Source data
□ □ □
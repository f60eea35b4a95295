//! The reward event relayed from the issuer to the commerce platform, and
//! the signed envelope that carries it over the wire.

use paperclip::actix::Apiv2Schema;
use serde::{Deserialize, Serialize};
use uuid::Uuid;

/// Action type attached to rewards minted from a verified journal proof
pub const WELLNESS_JOURNAL_ENTRY: &str = "wellness_journal_entry";

/// One reward-earning event.
///
/// `transaction_id` is the idempotency key. It is generated once per sync
/// attempt and carries no business meaning; retries of the same attempt must
/// reuse it.
#[derive(Debug, Clone, PartialEq, Eq, Serialize, Deserialize, Apiv2Schema)]
#[serde(rename_all = "camelCase", deny_unknown_fields)]
pub struct RewardEvent {
    /// Idempotency key, opaque to both sides
    pub transaction_id: String,
    /// Actor identifier (e.g. a wallet address), never parsed by the signer
    pub subject_id: String,
    /// Reward units earned
    pub quantity: u64,
    /// Why the reward was earned (e.g. "wellness_journal_entry")
    pub action_type: String,
}

impl RewardEvent {
    /// Create an event with a freshly generated transaction id
    pub fn new(
        subject_id: impl Into<String>,
        quantity: u64,
        action_type: impl Into<String>,
    ) -> Self {
        Self::with_transaction_id(Uuid::new_v4().to_string(), subject_id, quantity, action_type)
    }

    /// Create an event with a caller-supplied transaction id
    pub fn with_transaction_id(
        transaction_id: impl Into<String>,
        subject_id: impl Into<String>,
        quantity: u64,
        action_type: impl Into<String>,
    ) -> Self {
        Self {
            transaction_id: transaction_id.into(),
            subject_id: subject_id.into(),
            quantity,
            action_type: action_type.into(),
        }
    }
}

/// An event bound to a point in time by an HMAC signature.
///
/// Only `timestamp` and `signature` change when an envelope is re-signed for
/// a retry; the payload, and with it the transaction id, stays fixed.
#[derive(Debug, Clone, PartialEq, Eq)]
pub struct SignedEnvelope {
    pub payload: RewardEvent,
    /// Seconds since the Unix epoch at signing time
    pub timestamp: u64,
    /// Lowercase hex HMAC-SHA256 over `"{timestamp}.{canonical payload}"`
    pub signature: String,
}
□ □ □
**Exercise goal:**
The answer must consist of every line from the data that holds the string "struct".

**Exercise response:**
pub struct RewardEvent {
pub struct SignedEnvelope {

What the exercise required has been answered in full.